*** Dataset excerpts Section Begins ***

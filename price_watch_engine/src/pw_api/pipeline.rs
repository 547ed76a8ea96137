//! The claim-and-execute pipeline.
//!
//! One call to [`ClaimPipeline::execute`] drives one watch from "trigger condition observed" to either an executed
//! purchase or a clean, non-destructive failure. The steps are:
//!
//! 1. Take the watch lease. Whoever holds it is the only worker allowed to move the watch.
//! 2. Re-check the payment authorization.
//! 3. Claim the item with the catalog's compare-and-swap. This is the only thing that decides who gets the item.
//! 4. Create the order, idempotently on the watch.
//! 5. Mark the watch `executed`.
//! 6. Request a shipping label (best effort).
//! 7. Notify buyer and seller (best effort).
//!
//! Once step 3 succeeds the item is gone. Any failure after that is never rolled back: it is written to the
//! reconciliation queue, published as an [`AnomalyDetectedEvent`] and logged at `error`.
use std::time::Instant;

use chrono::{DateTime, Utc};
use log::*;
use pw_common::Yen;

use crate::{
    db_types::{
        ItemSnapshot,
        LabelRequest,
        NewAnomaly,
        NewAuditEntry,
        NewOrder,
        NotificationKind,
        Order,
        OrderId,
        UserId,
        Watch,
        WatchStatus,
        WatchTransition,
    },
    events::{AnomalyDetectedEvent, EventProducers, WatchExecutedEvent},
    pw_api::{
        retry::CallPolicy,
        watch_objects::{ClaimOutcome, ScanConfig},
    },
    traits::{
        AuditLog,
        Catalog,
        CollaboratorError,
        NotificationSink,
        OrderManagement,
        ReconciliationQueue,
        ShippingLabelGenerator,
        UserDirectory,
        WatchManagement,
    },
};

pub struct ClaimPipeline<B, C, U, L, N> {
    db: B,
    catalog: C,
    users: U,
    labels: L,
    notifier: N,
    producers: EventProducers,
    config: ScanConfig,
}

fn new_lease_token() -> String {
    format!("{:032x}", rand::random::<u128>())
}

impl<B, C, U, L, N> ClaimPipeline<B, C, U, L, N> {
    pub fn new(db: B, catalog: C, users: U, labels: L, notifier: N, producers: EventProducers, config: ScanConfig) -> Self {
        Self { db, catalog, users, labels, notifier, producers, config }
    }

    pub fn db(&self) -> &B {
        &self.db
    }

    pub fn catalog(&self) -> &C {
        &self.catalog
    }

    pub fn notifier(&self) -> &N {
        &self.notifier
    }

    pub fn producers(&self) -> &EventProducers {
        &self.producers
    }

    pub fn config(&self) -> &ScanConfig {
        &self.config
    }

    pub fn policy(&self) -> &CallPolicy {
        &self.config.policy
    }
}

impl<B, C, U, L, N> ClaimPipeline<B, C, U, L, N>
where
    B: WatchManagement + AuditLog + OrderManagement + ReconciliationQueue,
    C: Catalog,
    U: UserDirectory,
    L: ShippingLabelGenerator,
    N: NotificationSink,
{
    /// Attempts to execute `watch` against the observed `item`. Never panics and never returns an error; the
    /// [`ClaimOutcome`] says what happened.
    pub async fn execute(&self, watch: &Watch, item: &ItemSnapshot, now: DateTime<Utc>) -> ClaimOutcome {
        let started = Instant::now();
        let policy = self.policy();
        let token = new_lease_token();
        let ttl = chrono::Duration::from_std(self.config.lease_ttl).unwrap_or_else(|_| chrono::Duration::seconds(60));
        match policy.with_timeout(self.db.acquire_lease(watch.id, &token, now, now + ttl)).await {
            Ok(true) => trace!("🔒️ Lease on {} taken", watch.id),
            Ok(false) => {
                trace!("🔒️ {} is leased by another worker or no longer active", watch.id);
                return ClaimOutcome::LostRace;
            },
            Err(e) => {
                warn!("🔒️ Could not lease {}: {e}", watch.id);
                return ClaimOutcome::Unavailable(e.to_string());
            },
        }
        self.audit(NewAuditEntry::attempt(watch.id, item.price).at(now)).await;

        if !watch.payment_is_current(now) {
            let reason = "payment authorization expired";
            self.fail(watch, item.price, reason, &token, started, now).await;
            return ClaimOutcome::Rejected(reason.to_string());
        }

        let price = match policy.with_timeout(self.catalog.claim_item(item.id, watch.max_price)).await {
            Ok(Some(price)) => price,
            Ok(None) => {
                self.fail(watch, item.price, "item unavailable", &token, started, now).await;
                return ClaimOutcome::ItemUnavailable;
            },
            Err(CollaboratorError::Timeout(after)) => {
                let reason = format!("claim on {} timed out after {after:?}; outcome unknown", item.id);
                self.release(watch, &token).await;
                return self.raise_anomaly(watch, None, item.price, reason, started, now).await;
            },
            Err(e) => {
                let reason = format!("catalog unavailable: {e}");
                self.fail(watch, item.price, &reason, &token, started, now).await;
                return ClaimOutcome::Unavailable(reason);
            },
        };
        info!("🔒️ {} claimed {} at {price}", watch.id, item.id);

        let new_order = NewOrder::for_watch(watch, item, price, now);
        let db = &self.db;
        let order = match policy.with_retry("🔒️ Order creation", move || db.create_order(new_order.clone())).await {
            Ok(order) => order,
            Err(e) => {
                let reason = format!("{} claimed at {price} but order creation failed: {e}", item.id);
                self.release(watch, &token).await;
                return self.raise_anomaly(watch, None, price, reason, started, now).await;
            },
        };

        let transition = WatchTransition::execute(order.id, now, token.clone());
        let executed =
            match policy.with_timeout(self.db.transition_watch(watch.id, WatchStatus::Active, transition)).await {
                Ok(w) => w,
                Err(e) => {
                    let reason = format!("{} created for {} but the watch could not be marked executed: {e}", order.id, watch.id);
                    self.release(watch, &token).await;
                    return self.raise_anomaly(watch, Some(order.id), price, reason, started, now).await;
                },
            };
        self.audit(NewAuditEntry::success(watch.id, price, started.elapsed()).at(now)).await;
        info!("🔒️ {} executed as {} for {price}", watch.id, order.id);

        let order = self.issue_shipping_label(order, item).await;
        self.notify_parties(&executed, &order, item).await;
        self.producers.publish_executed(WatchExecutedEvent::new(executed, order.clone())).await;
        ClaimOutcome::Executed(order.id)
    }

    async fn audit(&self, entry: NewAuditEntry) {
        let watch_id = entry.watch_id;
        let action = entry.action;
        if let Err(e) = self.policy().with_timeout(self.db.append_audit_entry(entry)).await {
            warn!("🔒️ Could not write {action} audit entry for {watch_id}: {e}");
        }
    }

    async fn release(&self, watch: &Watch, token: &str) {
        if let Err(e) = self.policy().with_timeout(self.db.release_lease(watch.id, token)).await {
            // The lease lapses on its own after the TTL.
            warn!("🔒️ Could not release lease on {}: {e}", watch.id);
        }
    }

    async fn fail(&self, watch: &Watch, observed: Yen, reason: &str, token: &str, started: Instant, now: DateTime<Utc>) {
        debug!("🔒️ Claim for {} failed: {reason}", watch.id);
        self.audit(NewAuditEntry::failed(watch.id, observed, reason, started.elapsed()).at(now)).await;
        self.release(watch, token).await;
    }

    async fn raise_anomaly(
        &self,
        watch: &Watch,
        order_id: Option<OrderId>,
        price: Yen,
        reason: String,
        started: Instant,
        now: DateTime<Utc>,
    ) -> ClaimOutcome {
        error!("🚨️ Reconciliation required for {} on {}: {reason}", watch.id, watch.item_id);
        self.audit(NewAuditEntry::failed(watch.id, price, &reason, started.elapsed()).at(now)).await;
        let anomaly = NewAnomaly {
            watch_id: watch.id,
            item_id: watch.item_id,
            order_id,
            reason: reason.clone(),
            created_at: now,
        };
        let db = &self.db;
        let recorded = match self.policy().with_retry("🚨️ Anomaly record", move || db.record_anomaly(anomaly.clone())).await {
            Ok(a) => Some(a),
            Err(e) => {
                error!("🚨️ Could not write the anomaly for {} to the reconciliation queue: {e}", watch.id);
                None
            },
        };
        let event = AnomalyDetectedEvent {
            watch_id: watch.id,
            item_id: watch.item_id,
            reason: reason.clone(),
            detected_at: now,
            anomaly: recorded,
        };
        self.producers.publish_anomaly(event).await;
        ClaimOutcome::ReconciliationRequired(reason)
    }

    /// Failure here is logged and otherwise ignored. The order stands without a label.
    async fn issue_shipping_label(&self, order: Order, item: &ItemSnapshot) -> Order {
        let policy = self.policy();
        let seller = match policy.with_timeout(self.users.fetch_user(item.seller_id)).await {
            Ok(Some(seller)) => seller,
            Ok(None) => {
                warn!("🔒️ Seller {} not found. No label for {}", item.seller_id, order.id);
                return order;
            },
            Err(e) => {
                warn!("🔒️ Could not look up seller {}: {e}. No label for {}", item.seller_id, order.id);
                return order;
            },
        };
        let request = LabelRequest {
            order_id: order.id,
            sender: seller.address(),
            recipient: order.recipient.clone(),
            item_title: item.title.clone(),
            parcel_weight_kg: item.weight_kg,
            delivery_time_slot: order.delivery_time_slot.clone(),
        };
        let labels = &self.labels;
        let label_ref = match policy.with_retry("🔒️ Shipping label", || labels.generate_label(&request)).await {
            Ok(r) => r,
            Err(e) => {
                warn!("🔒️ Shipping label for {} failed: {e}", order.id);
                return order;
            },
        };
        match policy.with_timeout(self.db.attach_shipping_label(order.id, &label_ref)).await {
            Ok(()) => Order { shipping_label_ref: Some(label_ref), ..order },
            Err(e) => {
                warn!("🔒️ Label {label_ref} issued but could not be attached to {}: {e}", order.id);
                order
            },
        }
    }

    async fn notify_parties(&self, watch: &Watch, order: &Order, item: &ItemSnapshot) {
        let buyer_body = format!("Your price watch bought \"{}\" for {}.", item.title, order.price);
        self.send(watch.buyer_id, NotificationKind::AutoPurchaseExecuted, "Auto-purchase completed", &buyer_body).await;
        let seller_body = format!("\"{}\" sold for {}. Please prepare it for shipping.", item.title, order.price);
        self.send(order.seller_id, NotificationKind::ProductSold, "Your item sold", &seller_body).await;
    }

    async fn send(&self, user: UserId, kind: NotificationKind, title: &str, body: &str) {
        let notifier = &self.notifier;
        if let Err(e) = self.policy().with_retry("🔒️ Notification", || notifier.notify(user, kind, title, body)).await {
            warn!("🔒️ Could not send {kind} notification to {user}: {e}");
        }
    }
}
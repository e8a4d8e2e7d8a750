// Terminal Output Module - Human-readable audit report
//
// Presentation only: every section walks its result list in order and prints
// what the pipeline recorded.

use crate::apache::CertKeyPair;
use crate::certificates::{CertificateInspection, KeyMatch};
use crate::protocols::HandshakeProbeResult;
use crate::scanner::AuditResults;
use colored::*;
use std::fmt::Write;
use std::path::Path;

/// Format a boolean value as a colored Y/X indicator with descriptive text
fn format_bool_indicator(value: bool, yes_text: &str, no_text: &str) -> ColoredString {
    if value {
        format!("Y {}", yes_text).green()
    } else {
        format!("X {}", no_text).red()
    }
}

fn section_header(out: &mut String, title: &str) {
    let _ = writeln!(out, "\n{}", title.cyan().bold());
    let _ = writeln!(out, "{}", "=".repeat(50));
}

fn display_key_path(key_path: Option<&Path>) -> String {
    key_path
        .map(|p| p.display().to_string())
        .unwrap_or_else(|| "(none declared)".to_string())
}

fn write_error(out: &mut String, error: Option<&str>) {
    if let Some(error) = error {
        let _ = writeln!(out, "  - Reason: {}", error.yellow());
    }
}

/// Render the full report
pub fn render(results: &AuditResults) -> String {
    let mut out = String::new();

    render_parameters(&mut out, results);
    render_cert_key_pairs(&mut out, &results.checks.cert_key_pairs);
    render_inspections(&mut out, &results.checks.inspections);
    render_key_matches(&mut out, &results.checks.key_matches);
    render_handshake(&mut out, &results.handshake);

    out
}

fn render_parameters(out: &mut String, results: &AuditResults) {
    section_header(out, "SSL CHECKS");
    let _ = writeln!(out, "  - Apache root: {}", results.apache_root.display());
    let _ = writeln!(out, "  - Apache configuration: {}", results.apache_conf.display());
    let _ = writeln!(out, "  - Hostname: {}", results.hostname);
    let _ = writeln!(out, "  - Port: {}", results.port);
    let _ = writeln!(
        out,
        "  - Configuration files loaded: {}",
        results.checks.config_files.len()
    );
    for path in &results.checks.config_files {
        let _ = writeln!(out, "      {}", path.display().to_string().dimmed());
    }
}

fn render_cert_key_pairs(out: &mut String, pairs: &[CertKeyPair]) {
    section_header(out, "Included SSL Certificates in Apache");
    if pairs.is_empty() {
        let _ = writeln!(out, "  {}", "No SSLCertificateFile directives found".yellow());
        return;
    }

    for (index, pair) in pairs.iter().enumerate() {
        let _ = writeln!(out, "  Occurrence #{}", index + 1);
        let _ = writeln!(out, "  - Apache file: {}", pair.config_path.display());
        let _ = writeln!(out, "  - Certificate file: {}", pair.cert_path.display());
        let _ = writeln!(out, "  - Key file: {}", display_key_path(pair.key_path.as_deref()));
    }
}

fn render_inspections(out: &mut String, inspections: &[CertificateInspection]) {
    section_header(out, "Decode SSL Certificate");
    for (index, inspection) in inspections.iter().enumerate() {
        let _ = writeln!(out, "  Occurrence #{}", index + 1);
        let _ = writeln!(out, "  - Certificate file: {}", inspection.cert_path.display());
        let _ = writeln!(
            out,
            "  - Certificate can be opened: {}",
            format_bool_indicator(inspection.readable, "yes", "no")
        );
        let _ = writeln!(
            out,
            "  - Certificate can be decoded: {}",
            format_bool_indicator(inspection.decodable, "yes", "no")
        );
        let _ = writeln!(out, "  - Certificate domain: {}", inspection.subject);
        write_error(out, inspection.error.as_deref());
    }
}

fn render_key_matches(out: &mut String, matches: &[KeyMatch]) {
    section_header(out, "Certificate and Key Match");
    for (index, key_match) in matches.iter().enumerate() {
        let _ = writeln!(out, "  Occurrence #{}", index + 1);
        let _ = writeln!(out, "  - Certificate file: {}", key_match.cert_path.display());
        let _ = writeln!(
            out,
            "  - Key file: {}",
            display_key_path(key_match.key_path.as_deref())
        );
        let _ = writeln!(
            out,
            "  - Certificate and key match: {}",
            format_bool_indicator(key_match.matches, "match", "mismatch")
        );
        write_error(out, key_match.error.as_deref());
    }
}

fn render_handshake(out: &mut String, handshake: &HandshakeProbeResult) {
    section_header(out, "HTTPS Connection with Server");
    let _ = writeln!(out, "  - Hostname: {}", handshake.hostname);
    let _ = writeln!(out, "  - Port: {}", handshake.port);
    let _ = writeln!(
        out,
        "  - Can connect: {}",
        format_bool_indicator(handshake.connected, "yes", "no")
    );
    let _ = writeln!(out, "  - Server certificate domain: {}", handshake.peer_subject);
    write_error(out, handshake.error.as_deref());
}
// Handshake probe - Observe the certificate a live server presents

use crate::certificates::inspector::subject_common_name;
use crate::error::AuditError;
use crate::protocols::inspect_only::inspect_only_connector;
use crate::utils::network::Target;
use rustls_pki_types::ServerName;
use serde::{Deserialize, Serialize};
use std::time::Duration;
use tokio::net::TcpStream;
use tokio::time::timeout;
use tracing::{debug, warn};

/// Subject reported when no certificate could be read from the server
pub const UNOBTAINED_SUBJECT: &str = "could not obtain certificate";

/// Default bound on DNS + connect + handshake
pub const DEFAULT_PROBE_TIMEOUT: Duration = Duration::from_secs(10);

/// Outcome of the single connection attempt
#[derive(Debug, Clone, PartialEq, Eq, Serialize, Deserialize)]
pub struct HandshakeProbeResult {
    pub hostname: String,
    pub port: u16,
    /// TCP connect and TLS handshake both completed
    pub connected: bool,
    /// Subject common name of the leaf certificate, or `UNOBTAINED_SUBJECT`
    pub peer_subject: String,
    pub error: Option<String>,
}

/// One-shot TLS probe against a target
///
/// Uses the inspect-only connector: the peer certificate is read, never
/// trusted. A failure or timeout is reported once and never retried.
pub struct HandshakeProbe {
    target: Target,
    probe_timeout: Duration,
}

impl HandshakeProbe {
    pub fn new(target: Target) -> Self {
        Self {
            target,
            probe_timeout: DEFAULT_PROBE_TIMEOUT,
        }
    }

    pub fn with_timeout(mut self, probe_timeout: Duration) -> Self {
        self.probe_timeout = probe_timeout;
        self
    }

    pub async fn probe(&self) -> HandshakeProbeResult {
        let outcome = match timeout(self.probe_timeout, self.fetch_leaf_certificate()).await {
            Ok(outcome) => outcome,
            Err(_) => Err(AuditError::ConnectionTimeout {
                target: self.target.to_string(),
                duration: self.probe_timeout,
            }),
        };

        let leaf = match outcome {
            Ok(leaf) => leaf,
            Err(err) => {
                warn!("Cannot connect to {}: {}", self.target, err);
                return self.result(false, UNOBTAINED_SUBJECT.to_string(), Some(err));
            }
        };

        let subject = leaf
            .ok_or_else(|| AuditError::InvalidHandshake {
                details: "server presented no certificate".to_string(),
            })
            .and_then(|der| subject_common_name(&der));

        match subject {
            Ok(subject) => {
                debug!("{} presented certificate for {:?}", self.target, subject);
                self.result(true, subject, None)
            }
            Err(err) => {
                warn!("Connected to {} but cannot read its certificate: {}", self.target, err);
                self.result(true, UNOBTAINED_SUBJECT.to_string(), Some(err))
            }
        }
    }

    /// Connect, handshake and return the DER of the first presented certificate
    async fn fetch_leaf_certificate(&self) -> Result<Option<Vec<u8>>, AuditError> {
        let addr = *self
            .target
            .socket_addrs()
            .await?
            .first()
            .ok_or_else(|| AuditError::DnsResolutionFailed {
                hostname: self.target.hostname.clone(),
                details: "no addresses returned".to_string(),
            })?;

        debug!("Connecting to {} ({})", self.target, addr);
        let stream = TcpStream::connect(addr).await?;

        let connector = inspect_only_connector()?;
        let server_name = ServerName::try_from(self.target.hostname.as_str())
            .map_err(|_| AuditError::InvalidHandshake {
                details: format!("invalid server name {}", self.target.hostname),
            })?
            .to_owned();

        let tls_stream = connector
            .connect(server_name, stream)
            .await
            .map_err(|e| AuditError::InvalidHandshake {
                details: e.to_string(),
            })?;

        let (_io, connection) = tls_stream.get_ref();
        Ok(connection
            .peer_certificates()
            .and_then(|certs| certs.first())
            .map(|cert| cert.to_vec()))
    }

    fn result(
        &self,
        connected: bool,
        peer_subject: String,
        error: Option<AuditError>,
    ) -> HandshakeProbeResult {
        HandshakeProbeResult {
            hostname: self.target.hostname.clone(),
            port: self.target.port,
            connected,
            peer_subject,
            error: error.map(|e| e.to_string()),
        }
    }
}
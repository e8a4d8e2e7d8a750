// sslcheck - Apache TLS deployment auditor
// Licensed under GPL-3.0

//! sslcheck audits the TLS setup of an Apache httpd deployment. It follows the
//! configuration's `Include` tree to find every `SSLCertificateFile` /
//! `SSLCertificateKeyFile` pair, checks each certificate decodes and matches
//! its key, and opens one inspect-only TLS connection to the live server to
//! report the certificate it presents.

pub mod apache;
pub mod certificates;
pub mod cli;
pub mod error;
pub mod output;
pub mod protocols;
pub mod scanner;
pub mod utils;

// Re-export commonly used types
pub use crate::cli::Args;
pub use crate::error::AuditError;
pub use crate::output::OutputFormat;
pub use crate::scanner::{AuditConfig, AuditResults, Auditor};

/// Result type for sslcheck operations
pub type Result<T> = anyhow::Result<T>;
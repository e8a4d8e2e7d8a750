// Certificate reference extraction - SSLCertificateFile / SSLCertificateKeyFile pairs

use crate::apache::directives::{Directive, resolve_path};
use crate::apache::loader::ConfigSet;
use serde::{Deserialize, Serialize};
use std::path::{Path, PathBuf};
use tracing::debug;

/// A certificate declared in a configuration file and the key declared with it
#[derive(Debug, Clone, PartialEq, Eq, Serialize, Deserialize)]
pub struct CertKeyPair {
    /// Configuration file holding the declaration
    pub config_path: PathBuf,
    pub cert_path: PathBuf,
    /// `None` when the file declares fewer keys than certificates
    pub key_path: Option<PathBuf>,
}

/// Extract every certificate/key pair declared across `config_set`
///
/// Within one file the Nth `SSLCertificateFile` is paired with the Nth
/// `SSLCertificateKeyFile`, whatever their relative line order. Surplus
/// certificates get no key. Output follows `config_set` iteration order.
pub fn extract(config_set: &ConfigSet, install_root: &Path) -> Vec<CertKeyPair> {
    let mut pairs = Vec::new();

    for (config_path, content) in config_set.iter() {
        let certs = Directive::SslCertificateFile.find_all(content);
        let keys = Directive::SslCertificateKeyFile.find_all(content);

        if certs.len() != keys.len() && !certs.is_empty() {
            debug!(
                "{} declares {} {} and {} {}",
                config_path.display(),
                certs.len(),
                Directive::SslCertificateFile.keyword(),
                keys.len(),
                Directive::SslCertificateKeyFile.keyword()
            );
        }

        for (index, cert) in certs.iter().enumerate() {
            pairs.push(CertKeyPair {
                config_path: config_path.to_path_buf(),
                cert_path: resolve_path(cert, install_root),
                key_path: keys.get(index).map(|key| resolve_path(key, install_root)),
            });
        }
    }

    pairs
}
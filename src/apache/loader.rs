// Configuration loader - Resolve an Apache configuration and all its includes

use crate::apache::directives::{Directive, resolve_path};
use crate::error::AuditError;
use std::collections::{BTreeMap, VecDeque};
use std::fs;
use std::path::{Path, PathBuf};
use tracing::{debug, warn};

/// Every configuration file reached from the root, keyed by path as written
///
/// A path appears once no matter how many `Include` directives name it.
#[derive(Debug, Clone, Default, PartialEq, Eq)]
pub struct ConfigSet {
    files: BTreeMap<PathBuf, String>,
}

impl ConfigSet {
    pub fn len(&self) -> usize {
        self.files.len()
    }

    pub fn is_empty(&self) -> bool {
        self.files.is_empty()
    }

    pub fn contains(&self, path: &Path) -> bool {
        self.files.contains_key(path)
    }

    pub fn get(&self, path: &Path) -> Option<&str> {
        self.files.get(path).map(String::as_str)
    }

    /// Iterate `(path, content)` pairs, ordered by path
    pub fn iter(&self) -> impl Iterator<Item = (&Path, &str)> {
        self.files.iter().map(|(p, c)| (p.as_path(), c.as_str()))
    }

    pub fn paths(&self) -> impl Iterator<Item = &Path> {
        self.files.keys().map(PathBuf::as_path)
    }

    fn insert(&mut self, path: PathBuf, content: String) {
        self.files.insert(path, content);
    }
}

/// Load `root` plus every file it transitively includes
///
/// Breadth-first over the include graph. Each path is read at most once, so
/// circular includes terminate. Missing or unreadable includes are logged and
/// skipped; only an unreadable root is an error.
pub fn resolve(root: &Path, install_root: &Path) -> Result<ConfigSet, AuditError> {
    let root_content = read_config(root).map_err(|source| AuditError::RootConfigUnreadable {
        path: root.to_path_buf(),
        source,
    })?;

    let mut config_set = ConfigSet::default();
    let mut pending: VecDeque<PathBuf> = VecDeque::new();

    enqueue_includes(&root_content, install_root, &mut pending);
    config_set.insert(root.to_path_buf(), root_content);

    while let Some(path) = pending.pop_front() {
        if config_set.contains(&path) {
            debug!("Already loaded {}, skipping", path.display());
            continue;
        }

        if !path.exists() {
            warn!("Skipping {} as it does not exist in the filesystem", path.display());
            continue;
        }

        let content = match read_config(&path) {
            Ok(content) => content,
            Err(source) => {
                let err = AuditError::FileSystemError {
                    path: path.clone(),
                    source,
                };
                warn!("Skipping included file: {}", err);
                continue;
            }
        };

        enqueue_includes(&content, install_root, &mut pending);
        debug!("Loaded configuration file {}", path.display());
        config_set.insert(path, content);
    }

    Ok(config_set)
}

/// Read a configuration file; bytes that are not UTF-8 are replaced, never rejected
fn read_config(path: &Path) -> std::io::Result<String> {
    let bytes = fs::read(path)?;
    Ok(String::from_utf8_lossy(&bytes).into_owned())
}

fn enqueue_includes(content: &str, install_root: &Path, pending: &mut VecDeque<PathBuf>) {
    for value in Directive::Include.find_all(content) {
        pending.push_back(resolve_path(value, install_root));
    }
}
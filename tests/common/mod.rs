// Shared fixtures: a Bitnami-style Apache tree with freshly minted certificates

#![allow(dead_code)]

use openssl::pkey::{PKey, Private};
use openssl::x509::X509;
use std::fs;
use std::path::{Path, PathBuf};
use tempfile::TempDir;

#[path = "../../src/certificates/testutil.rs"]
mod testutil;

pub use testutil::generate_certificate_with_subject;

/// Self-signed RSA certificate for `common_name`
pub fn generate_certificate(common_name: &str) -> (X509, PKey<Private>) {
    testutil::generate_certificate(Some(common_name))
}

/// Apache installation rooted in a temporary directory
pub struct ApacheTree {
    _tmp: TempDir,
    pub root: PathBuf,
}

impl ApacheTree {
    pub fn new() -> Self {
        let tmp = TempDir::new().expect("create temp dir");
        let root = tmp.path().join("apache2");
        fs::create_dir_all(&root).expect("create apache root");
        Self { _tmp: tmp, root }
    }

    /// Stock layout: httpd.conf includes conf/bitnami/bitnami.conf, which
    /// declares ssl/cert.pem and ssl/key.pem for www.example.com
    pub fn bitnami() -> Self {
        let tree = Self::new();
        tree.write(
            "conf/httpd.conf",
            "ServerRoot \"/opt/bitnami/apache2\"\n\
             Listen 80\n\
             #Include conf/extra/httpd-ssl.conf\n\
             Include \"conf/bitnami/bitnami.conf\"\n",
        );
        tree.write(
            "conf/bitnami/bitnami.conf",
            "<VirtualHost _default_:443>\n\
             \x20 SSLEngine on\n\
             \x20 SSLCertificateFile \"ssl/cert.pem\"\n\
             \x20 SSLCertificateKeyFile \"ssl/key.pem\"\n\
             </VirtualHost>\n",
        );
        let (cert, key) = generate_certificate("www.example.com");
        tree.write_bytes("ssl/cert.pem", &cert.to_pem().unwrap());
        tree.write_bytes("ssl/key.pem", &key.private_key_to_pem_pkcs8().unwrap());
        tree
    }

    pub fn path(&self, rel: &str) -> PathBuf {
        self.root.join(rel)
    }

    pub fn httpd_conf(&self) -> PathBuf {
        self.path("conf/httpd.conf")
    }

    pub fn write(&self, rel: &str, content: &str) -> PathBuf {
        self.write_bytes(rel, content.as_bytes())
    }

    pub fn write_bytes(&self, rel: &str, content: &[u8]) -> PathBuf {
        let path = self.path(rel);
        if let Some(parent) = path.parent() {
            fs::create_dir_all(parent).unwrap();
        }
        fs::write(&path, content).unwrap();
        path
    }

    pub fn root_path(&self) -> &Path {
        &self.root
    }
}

*** Dataset excerpts Section Ends ***

[About this task]
Beginning at the top of the entries above, output each line exactly, and end with the line in which "the payment authorization." appears.

[Exercise result]
filename price_watch_engine/src/pw_api/pipeline.rs
repository 547ed76a8ea96137
//! The claim-and-execute pipeline.
//!
//! One call to [`ClaimPipeline::execute`] drives one watch from "trigger condition observed" to either an executed
//! purchase or a clean, non-destructive failure. The steps are:
//!
//! 1. Take the watch lease. Whoever holds it is the only worker allowed to move the watch.
//! 2. Re-check the payment authorization.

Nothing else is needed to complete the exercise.